Le fléau des compléments de loyer : comment les propriétaires contournent la loi
Si l’encadrement des loyers a permis de limiter la hausse des prix dans les grandes villes, son efficacité est aujourd’hui sapée par des pratiques abusives. Les « compléments de loyer », ces majorations illégales appliquées sous prétexte de « prestations exceptionnelles », se multiplient. Certains bailleurs n’hésitent pas à invoquer la proximité d’un parc, la présence d’une cave ou même la qualité des matériaux utilisés pour justifier des loyers exorbitants.
Selon une enquête de la Fondation pour le logement, 40 % des annonces dans les villes encadrées dépassent les plafonds en incluant ces « extras », contre seulement 20 % avant leur généralisation. Un phénomène particulièrement marqué à Paris, où les propriétaires les plus aisés misent sur ces artifices pour contourner la réglementation.

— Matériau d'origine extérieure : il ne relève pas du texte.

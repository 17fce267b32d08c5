//! Library-wide error types and [`From`] impls

use std::collections::HashMap;
use std::sync::LazyLock;

use axum::http::StatusCode;
use axum::response::{IntoResponse, Response};
use diesel::result::DatabaseErrorKind;
use thiserror::Error;

use crate::models::BookingState;

/// Top level application error, can be converted into a [`Response`]
#[derive(Debug, Error)]
pub enum Error {
	/// Duplicate resource created
	#[error("{0}")]
	Duplicate(String),
	/// Request/operation forbidden
	#[error("forbidden")]
	Forbidden,
	/// An error that should never happen
	#[error("{0}")]
	Infallible(String),
	/// Opaque internal server error
	#[error("internal server error")]
	InternalServerError,
	/// Resource not found
	#[error("not found - {0}")]
	NotFound(String),
	/// Any error related to logging in
	#[error(transparent)]
	LoginError(#[from] LoginError),
	/// Invalid or missing token
	#[error(transparent)]
	TokenError(#[from] TokenError),
	/// Any error related to the booking lifecycle
	#[error(transparent)]
	BookingError(#[from] BookingError),
	/// Invalid pagination options
	#[error(transparent)]
	PaginationError(#[from] PaginationError),
	/// Resource could not be validated
	#[error("{0}")]
	ValidationError(String),
}

impl Error {
	/// Return a unique identifying code for this error
	///
	/// When modifying this function the error code should only ever increase,
	/// an error code should never be reused once its assigned to avoid
	/// unexpectedly breaking the frontend
	fn code(&self) -> i32 {
		match self {
			Self::Duplicate(_) => 1,
			Self::Forbidden => 2,
			Self::Infallible(_) => 3,
			Self::InternalServerError => 4,
			Self::NotFound(_) => 5,
			Self::LoginError(e) => {
				match e {
					LoginError::UnknownUsername(_) => 6,
					LoginError::InvalidPassword => 7,
				}
			},
			Self::TokenError(e) => {
				match e {
					TokenError::MissingAccessToken => 8,
					TokenError::MissingSession => 9,
				}
			},
			Self::ValidationError(_) => 10,
			Self::PaginationError(e) => {
				match e {
					PaginationError::OffsetTooLarge => 11,
				}
			},
			Self::BookingError(e) => {
				match e {
					BookingError::MissingRoomSelection => 12,
					BookingError::RoomUnavailable => 13,
					BookingError::RoomFacilityMismatch => 14,
					BookingError::InvalidTransition { .. } => 15,
					BookingError::CodeMismatch { .. } => 16,
					BookingError::InvalidCode => 17,
					BookingError::RoomInUse => 18,
				}
			},
		}
	}

	/// Return additional information about the error
	fn info(&self) -> Option<String> {
		match self {
			Self::Duplicate(m)
			| Self::NotFound(m)
			| Self::LoginError(LoginError::UnknownUsername(m))
			| Self::ValidationError(m) => Some(m.to_owned()),
			Self::BookingError(e) => {
				match e {
					BookingError::InvalidTransition { from, to } => Some(
						serde_json::json!({"from": from, "to": to}).to_string(),
					),
					BookingError::CodeMismatch { expected } => Some(
						serde_json::json!({"expected": expected}).to_string(),
					),
					_ => None,
				}
			},
			_ => None,
		}
	}
}

/// Convert an error into a [`Response`]
impl IntoResponse for Error {
	fn into_response(self) -> Response {
		error!("{self:?}");

		let message = self.to_string();

		let data = serde_json::json!({
			"message": message,
			"code": self.code(),
			"info": self.info(),
		});

		let status = match self {
			Self::Duplicate(_)
			| Self::BookingError(
				BookingError::RoomUnavailable
				| BookingError::RoomInUse
				| BookingError::InvalidTransition { .. },
			) => StatusCode::CONFLICT,
			Self::InternalServerError | Self::Infallible(_) => {
				StatusCode::INTERNAL_SERVER_ERROR
			},
			Self::TokenError(
				TokenError::MissingAccessToken | TokenError::MissingSession,
			) => StatusCode::UNAUTHORIZED,
			Self::Forbidden | Self::LoginError(_) => StatusCode::FORBIDDEN,
			Self::BookingError(_) | Self::PaginationError(_) => {
				StatusCode::BAD_REQUEST
			},
			Self::NotFound(_) => StatusCode::NOT_FOUND,
			Self::ValidationError(_) => StatusCode::UNPROCESSABLE_ENTITY,
		};

		(status, axum::Json(data)).into_response()
	}
}

/// Any error related to logging in
#[derive(Debug, Error)]
pub enum LoginError {
	#[error("no profile with username '{0}' was found")]
	UnknownUsername(String),
	#[error("invalid password")]
	InvalidPassword,
}

/// Any error related to a token
#[derive(Debug, Error)]
pub enum TokenError {
	#[error("missing or invalid access token")]
	MissingAccessToken,
	#[error("missing session")]
	MissingSession,
}

/// Any error related to the booking lifecycle or its room resource
#[derive(Debug, Error)]
pub enum BookingError {
	/// The facility has available rooms but the request named none
	#[error("this facility requires a room selection")]
	MissingRoomSelection,
	/// The selected room is no longer available
	#[error("the selected room is not available")]
	RoomUnavailable,
	/// The selected room belongs to a different facility
	#[error("the selected room does not belong to this facility")]
	RoomFacilityMismatch,
	/// The requested state change is not a legal forward transition
	#[error("booking cannot move from '{from}' to '{to}'")]
	InvalidTransition { from: BookingState, to: BookingState },
	/// The scanned check-in code belongs to a different facility
	#[error("scanned code does not match the booked facility '{expected}'")]
	CodeMismatch { expected: String },
	/// The scanned check-in code is malformed or its signature is wrong
	#[error("invalid check-in code")]
	InvalidCode,
	/// The room has a live booking and cannot be deleted or repurposed
	#[error("the room is currently booked or occupied")]
	RoomInUse,
}

#[derive(Debug, Error)]
pub enum PaginationError {
	#[error("the offset is too large for the amount of data")]
	OffsetTooLarge,
}

/// A list of possible internal errors
///
/// API end users should never see these details
#[derive(Debug, Error)]
pub enum InternalServerError {
	/// Unknown database constraint violation
	#[error("constraint error -- {0:?}")]
	ConstraintError(String),
	/// Error executing some database operation
	#[error("database error -- {0:?}")]
	DatabaseError(diesel::result::Error),
	/// Error interacting with a database connection
	#[error("database interaction error -- {0:?}")]
	DatabaseInteractionError(deadpool_diesel::InteractError),
	/// Error hashing some value
	#[error("hash error -- {0:?}")]
	HashError(argon2::password_hash::Error),
	/// Error acquiring database pool connection
	#[error("database pool error -- {0:?}")]
	PoolError(deadpool_diesel::PoolError),
	/// Error executing some redis operation
	#[error("redis error -- {0:?}")]
	RedisError(redis::RedisError),
	/// Error related to `serde_json`
	#[error("serde_json error -- {0:?}")]
	SerdeJsonError(serde_json::Error),
	/// Attempted to extract a session from a request that has not been
	/// authorized
	#[error("attempted to extract session without checking authorization")]
	SessionWithoutAuthError,
}

// Map internal server errors to application errors
impl From<InternalServerError> for Error {
	fn from(value: InternalServerError) -> Self {
		error!("internal server error -- {value}");

		Self::InternalServerError
	}
}

/// Map validation errors to application errors
impl From<validator::ValidationErrors> for Error {
	fn from(err: validator::ValidationErrors) -> Self {
		let errs = err.field_errors();
		let repr = errs
			.values()
			.map(|v| {
				v.iter()
					.map(ToString::to_string)
					.collect::<Vec<String>>()
					.join("\n")
			})
			.collect::<Vec<String>>()
			.join("\n");

		Self::ValidationError(repr)
	}
}

/// Map password hashing errors to application errors
impl From<argon2::password_hash::Error> for Error {
	fn from(err: argon2::password_hash::Error) -> Self {
		match err {
			argon2::password_hash::Error::Password => {
				LoginError::InvalidPassword.into()
			},
			_ => InternalServerError::HashError(err).into(),
		}
	}
}

/// Map database interaction errors to application errors
impl From<deadpool_diesel::InteractError> for Error {
	fn from(value: deadpool_diesel::InteractError) -> Self {
		InternalServerError::DatabaseInteractionError(value).into()
	}
}

/// Map of constraint names to column names.
static CONSTRAINT_TO_COLUMN: LazyLock<HashMap<&str, &str>> =
	LazyLock::new(|| {
		HashMap::from([
			("profile_username_key", "username"),
			("profile_email_key", "email"),
			("room_facility_label_key", "room label"),
		])
	});

/// Map database result errors to application errors.
impl From<diesel::result::Error> for Error {
	fn from(err: diesel::result::Error) -> Self {
		match &err {
			// No rows returned by query that expected at least one
			diesel::result::Error::NotFound => {
				Self::NotFound("no context provided".to_string())
			},
			// Unique constraint violation
			diesel::result::Error::DatabaseError(
				DatabaseErrorKind::UniqueViolation,
				info,
			) => {
				let constraint_name = info.constraint_name().unwrap();

				match CONSTRAINT_TO_COLUMN.get(constraint_name) {
					Some(field) => {
						Self::Duplicate(format!("{field} is already in use"))
					},
					None => InternalServerError::DatabaseError(err).into(),
				}
			},
			// Foreign key constraint violation
			diesel::result::Error::DatabaseError(
				DatabaseErrorKind::ForeignKeyViolation,
				info,
			) => Self::ValidationError(info.message().to_string()),
			_ => InternalServerError::DatabaseError(err).into(),
		}
	}
}

impl From<deadpool_diesel::PoolError> for Error {
	fn from(value: deadpool_diesel::PoolError) -> Self {
		InternalServerError::PoolError(value).into()
	}
}

impl From<redis::RedisError> for Error {
	fn from(err: redis::RedisError) -> Self {
		InternalServerError::RedisError(err).into()
	}
}

impl From<serde_json::Error> for Error {
	fn from(err: serde_json::Error) -> Self {
		InternalServerError::SerdeJsonError(err).into()
	}
}
impl PrimitiveBooking {
	/// Get a bare [`PrimitiveBooking`] given its id
	#[instrument(skip(conn))]
	pub async fn get_by_id(b_id: i32, conn: &DbConn) -> Result<Self, Error> {
		let booking = conn
			.interact(move |conn| {
				use self::booking::dsl::*;

				booking.find(b_id).select(Self::as_select()).get_result(conn)
			})
			.await??;

		Ok(booking)
	}

	/// Move a pending booking to `checked_in` and mark its room occupied
	///
	/// The caller must already have verified the scanned facility code
	#[instrument(skip(conn))]
	pub async fn check_in(b_id: i32, conn: &DbConn) -> Result<Self, Error> {
		let booking = conn
			.interact(move |conn| {
				conn.transaction::<_, Error, _>(|conn| {
					let now = Utc::now().naive_utc();

					let updated = diesel::update(
						booking::table.find(b_id).filter(
							booking::state.eq(BookingState::Pending),
						),
					)
					.set((
						booking::state.eq(BookingState::CheckedIn),
						booking::checked_in_at.eq(now),
					))
					.returning(Self::as_returning())
					.get_result(conn)
					.optional()?;

					let Some(updated) = updated else {
						return Err(Self::transition_error(
							b_id,
							BookingState::CheckedIn,
							conn,
						));
					};

					if let Some(r_id) = updated.room_id {
						diesel::update(room::table.find(r_id))
							.set((
								room::status.eq(RoomStatus::Occupied),
								room::updated_at.eq(now),
							))
							.execute(conn)?;
					}

					Ok(updated)
				})
			})
			.await??;

		info!("booking {b_id} checked in");

		Ok(booking)
	}

	/// Move a checked-in booking to `completed`, settle its payment, and
	/// release its room
	#[instrument(skip(conn))]
	pub async fn complete(b_id: i32, conn: &DbConn) -> Result<Self, Error> {
		let booking = conn
			.interact(move |conn| {
				conn.transaction::<_, Error, _>(|conn| {
					let now = Utc::now().naive_utc();

					let updated = diesel::update(
						booking::table.find(b_id).filter(
							booking::state.eq(BookingState::CheckedIn),
						),
					)
					.set((
						booking::state.eq(BookingState::Completed),
						booking::payment.eq(PaymentState::Paid),
						booking::checked_out_at.eq(now),
					))
					.returning(Self::as_returning())
					.get_result(conn)
					.optional()?;

					let Some(updated) = updated else {
						return Err(Self::transition_error(
							b_id,
							BookingState::Completed,
							conn,
						));
					};

					if let Some(r_id) = updated.room_id {
						Self::release_room(r_id, now, conn)?;
					}

					Ok(updated)
				})
			})
			.await??;

		info!("booking {b_id} completed");

		Ok(booking)
	}

	/// Release a pending booking and free its room
	///
	/// Checked-in guests are already inside and can only leave through
	/// [`Self::complete`]
	#[instrument(skip(conn))]
	pub async fn release(
		b_id: i32,
		reason: ReleaseReason,
		conn: &DbConn,
	) -> Result<Self, Error> {
		let to: BookingState = reason.into();

		let booking = conn
			.interact(move |conn| {
				conn.transaction::<_, Error, _>(|conn| {
					let now = Utc::now().naive_utc();

					let updated = diesel::update(
						booking::table.find(b_id).filter(
							booking::state.eq(BookingState::Pending),
						),
					)
					.set(booking::state.eq(to))
					.returning(Self::as_returning())
					.get_result(conn)
					.optional()?;

					let Some(updated) = updated else {
						return Err(Self::transition_error(b_id, to, conn));
					};

					if let Some(r_id) = updated.room_id {
						Self::release_room(r_id, now, conn)?;
					}

					Ok(updated)
				})
			})
			.await??;

		info!("booking {b_id} released ({reason:?})");

		Ok(booking)
	}

	/// Expire every pending booking whose hold window has lapsed and free
	/// the rooms they held
	///
	/// Returns the amount of bookings expired
	#[instrument(skip(conn))]
	pub async fn expire_overdue(conn: &DbConn) -> Result<usize, Error> {
		let expired = conn
			.interact(move |conn| {
				conn.transaction::<_, Error, _>(|conn| {
					let now = Utc::now().naive_utc();

					let expired: Vec<(i32, Option<i32>)> = diesel::update(
						booking::table
							.filter(booking::state.eq(BookingState::Pending))
							.filter(booking::expires_at.le(now)),
					)
					.set(booking::state.eq(BookingState::Expired))
					.returning((booking::id, booking::room_id))
					.get_results(conn)?;

					let rooms = expired
						.iter()
						.filter_map(|(_, r_id)| *r_id)
						.collect::<Vec<i32>>();

					if !rooms.is_empty() {
						diesel::update(
							room::table.filter(room::id.eq_any(rooms)),
						)
						.set((
							room::status.eq(RoomStatus::Available),
							room::booking_id.eq(None::<i32>),
							room::updated_at.eq(now),
						))
						.execute(conn)?;
					}

					Ok(expired.len())
				})
			})
			.await??;

		Ok(expired)
	}

	/// Build the [`BookingError::InvalidTransition`] for a gated update that
	/// matched no row
	fn transition_error(
		b_id: i32,
		to: BookingState,
		conn: &mut PgConnection,
	) -> Error {
		let current: Result<BookingState, _> = booking::table
			.find(b_id)
			.select(booking::state)
			.get_result(conn);

		match current {
			Ok(from) => BookingError::InvalidTransition { from, to }.into(),
			Err(diesel::result::Error::NotFound) => {
				Error::NotFound(format!("booking {b_id}"))
			},
			Err(e) => e.into(),
		}
	}

	fn release_room(
		r_id: i32,
		now: NaiveDateTime,
		conn: &mut PgConnection,
	) -> Result<(), Error> {
		diesel::update(room::table.find(r_id))
			.set((
				room::status.eq(RoomStatus::Available),
				room::booking_id.eq(None::<i32>),
				room::updated_at.eq(now),
			))
			.execute(conn)?;

		Ok(())
	}
}
//! Controllers for profiles

use axum::Json;
use axum::extract::State;

use crate::models::Profile;
use crate::session::Session;
use crate::{DbPool, Error};

/// Get the profile of the currently authenticated user
#[instrument(skip(pool))]
pub(crate) async fn get_current_profile(
	session: Session,
	State(pool): State<DbPool>,
) -> Result<Json<Profile>, Error> {
	let conn = pool.get().await?;
	let profile = Profile::get(session.data.profile_id, &conn).await?;

	Ok(Json(profile))
}
//! Defines controller functions that correspond to individual routes

use axum::Json;
use axum::extract::State;
use axum::http::StatusCode;
use diesel::{RunQueryDsl, sql_query};
use serde_json::{Value, json};

use crate::DbPool;
use crate::error::Error;

pub mod auth;
pub mod booking;
pub mod facility;
pub mod profile;
pub mod review;
pub mod room;

/// Check if the database connection and webserver are functional
pub(crate) async fn healthcheck(
	State(pool): State<DbPool>,
) -> Result<(StatusCode, Json<Value>), Error> {
	let conn = pool.get().await?;

	conn.interact(|conn| sql_query("SELECT 1").execute(conn)).await??;

	Ok((StatusCode::OK, Json(json!({ "status": "ok" }))))
}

« Ces compléments sont une escroquerie pure et simple », dénonce un avocat spécialisé en droit immobilier. « Ils permettent à des investisseurs sans scrupules de blanchir des hausses de loyer illégales. Pourtant, la loi est claire : un loyer encadré, c’est un loyer encadré. Point final. »
Face à cette situation, les associations réclament un durcissement des contrôles et des sanctions exemplaires. « Il faut des amendes dissuasives, voire la confiscation des biens pour les récidivistes », propose un militant. « Tant que les propriétaires savent qu’ils peuvent échapper aux règles, ils continueront à jouer avec la loi. »
Le gouvernement a promis d’étudier ces propositions, mais les associations restent sceptiques. « On nous a déjà fait le coup de l’étude », ironise un représentant d’une organisation de défense des locataires. « Pendant ce temps, les prix continuent d’augmenter, et les ménages modestes sont toujours aussi nombreux à devoir choisir entre se nourrir et payer leur loyer. »
Et demain ? La pérennisation de l’encadrement en question
Si la reconduction de l’encadrement des loyers pour deux ans est désormais actée, son avenir à long terme reste incertain. Les défenseurs du dispositif savent pertinemment que les prochaines élections présidentielles et législatives pourraient tout changer. Avec une droite et une extrême droite déterminées à supprimer cette régulation, la bataille est loin d’être gagnée.
« Nous devons être prêts à nous battre encore et encore », assure Jacques Baudrier. « Les spéculateurs et leurs alliés politiques ne désarmeront pas. Mais nous avons déjà prouvé qu’une mobilisation unie pouvait faire plier le gouvernement. Alors pourquoi pas demain ? »
Pour les militants, une chose est certaine : la lutte pour un logement digne et abordable ne s’arrêtera pas avec cette victoire. Elle ne fait que commencer.